However, enough - I've beaten this subject enough in the last post. Rather, here's the point: meditating on this not exceptional allusion to the creation story, we find we are faced with the true oddity of the project outlined in this book: this is a re-creation story in which Emile is and can’t be Adam. That he can’t be is clear enough – Rousseau has been clear throughout the book that there is an existing, intrusive society with which Emile will have to deal. Any education he receives will have to, in some way, work to insert him in that society. And yet that society is laced through with corruption in such a way that it isn’t clear that Emile will succeed in that society. And yet here, again, we have the Adam motif, for was Adam created to succeed in Eden? The story has always been unclear, always been related to many other stories in many other cultures about the peculiar fear that man evokes in the Gods. Created to worship God, and yet hiding, the Gods suspect, the aspiration to overthrow the Gods, to become as God.

It is not good that man is alone. In the blank towards which that statement gazes, there appears a woman – made not from Emile’s rib, but from our idea of the woman Emile needs, Sophie.

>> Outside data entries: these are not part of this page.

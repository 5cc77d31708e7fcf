// src/utils/prometheus_metrics.rs

use once_cell::sync::Lazy;
use prometheus::{
    register_counter, register_counter_vec, register_gauge, register_histogram, Counter,
    CounterVec, Encoder, Gauge, Histogram, TextEncoder,
};

use crate::error::{PipelineError, Result};

pub static REFERENCES_PROCESSED_TOTAL: Lazy<Counter> = Lazy::new(|| {
    register_counter!(
        "harvest_references_processed_total",
        "Total number of document references processed (any outcome)."
    )
    .expect("Failed to register harvest_references_processed_total counter")
});

pub static DOWNLOAD_ERRORS_TOTAL: Lazy<Counter> = Lazy::new(|| {
    register_counter!(
        "harvest_download_errors_total",
        "Total number of references whose document could not be fetched."
    )
    .expect("Failed to register harvest_download_errors_total counter")
});

pub static OCR_ERRORS_TOTAL: Lazy<Counter> = Lazy::new(|| {
    register_counter!(
        "harvest_ocr_errors_total",
        "Total number of references whose OCR fallback failed."
    )
    .expect("Failed to register harvest_ocr_errors_total counter")
});

pub static RECORDS_PARSED_TOTAL: Lazy<Counter> = Lazy::new(|| {
    register_counter!(
        "harvest_records_parsed_total",
        "Total number of bid records produced by the field extractor."
    )
    .expect("Failed to register harvest_records_parsed_total counter")
});

pub static TEXT_BY_STRATEGY_TOTAL: Lazy<CounterVec> = Lazy::new(|| {
    register_counter_vec!(
        "harvest_text_by_strategy_total",
        "Number of documents whose text came from each extraction strategy.",
        &["strategy"]
    )
    .expect("Failed to register harvest_text_by_strategy_total counter")
});

pub static EMPTY_TEXT_TOTAL: Lazy<Counter> = Lazy::new(|| {
    register_counter!(
        "harvest_empty_text_total",
        "Number of documents for which no strategy produced text."
    )
    .expect("Failed to register harvest_empty_text_total counter")
});

pub static REFERENCES_IN_FLIGHT: Lazy<Gauge> = Lazy::new(|| {
    register_gauge!(
        "harvest_references_in_flight",
        "Number of references currently being processed by workers."
    )
    .expect("Failed to register harvest_references_in_flight gauge")
});

pub static REFERENCE_DURATION_SECONDS: Lazy<Histogram> = Lazy::new(|| {
    register_histogram!(
        "harvest_reference_duration_seconds",
        "Histogram of per-reference processing time (fetch, extract, parse)."
    )
    .expect("Failed to register harvest_reference_duration_seconds histogram")
});

/// Renders every registered metric in the Prometheus text exposition format.
pub fn render_metrics() -> Result<String> {
    let encoder = TextEncoder::new();
    let metric_families = prometheus::gather();
    let mut buffer = Vec::new();
    encoder.encode(&metric_families, &mut buffer)?;
    String::from_utf8(buffer)
        .map_err(|e| PipelineError::Unexpected(format!("Metrics output is not UTF-8: {}", e)))
}
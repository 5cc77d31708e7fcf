// Declare the writer modules
pub mod base_writer;
pub mod parquet_writer;
pub mod report;
pub mod xlsx_writer;

pub use base_writer::BaseWriter;
pub use parquet_writer::ParquetReportWriter;
pub use report::ReportKind;
pub use xlsx_writer::XlsxReportWriter;
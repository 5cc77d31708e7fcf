// src/bin/harvest.rs

//! # Harvest Binary
//!
//! Reads a table of procurement document URLs, downloads each document,
//! extracts its text (embedded text layer first, OCR as a last resort) and
//! pulls bid fields out of it with pattern cascades. Two Parquet reports are
//! written to the output directory: `structuredJSON.parquet` and
//! `mapped_output.parquet`.
//!
//! Failed references do not fail the run; they appear in the reports with an
//! error tag. The process exits non-zero only when the configuration, the
//! input file or the output directory is unusable.

use anyhow::Context;
use clap::Parser;
use indicatif::HumanDuration;
use tracing::{error, info};
use BidHarvester::config::{load_pipeline_config, Args, PipelineConfig};
use BidHarvester::harvest_logic::run_harvest;
use BidHarvester::utils::logging::init_tracing;
use BidHarvester::utils::prometheus_metrics::render_metrics;

fn main() -> anyhow::Result<()> {
    let args = Args::parse();

    let _log_guard = init_tracing(args.log_json, args.log_file.as_deref())?;

    let mut config = match &args.config {
        Some(path) => load_pipeline_config(path)?,
        None => PipelineConfig::default(),
    };
    args.apply_to(&mut config);
    config.validate()?;

    if args.validate_config {
        info!("Configuration is valid.");
        return Ok(());
    }

    let input = args.input_config();
    info!("Harvest started.");
    info!("Input file: {} (column '{}')", input.path, input.url_column);
    info!("Raw directory: {}", config.fetch.raw_dir.display());
    info!(
        "Output directory: {} ({} reports)",
        config.output.out_dir.display(),
        config.output.format.extension()
    );

    let summary = match run_harvest(&config, &input) {
        Ok(summary) => summary,
        Err(e) => {
            error!("Harvest failed: {}", e);
            return Err(e.into());
        }
    };

    info!("--------------------");
    info!("Harvest Summary:");
    info!("  References: {}", summary.total);
    info!("    - Parsed: {}", summary.parsed);
    info!("      (no fields found: {})", summary.empty_records);
    info!("    - Download errors: {}", summary.download_errors);
    info!("    - OCR errors: {}", summary.ocr_errors);
    info!("  Structured JSON report: {}", summary.structured_json_path.display());
    info!("  Mapped report: {}", summary.mapped_path.display());
    info!("  Elapsed: {}", HumanDuration(summary.elapsed));
    info!("--------------------");

    if let Some(path) = &args.metrics_file {
        std::fs::write(path, render_metrics()?)
            .with_context(|| format!("Failed to write metrics to '{}'", path.display()))?;
        info!("Metrics written to {}", path.display());
    }

    Ok(())
}
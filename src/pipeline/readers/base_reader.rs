use crate::data_model::DocumentReference;
use crate::error::Result;

/// A source of document references (one URL per input row).
pub trait BaseReader {
    /// All non-empty references, in input order.
    fn read_references(&self) -> Result<Vec<DocumentReference>>;
}
// src/pipeline/fields/mod.rs

pub mod coerce;
mod field_extractor;
pub mod rules;

pub use field_extractor::FieldExtractor;
pub use rules::{BidField, PatternCascade, RuleTable};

And as Emile is educated to take his place as a man, so Sophie should be educated to take her place as a woman. And that place is firstly a negation – of the solitude that is not good for the man. Right away, then, that place is company – peculiarly defined by a lack in the man. And yet, the logical step beyond company would seem to be the space of company, the public space. This is, of course, not going to be the case for Sophie – because that space is inhabited, it turns out, with many men, for all of whom it is not good to be alone, and who thus seek out the negation of that solitude in woman.

What is not good about that solitude? I’ll leave that question open for the moment.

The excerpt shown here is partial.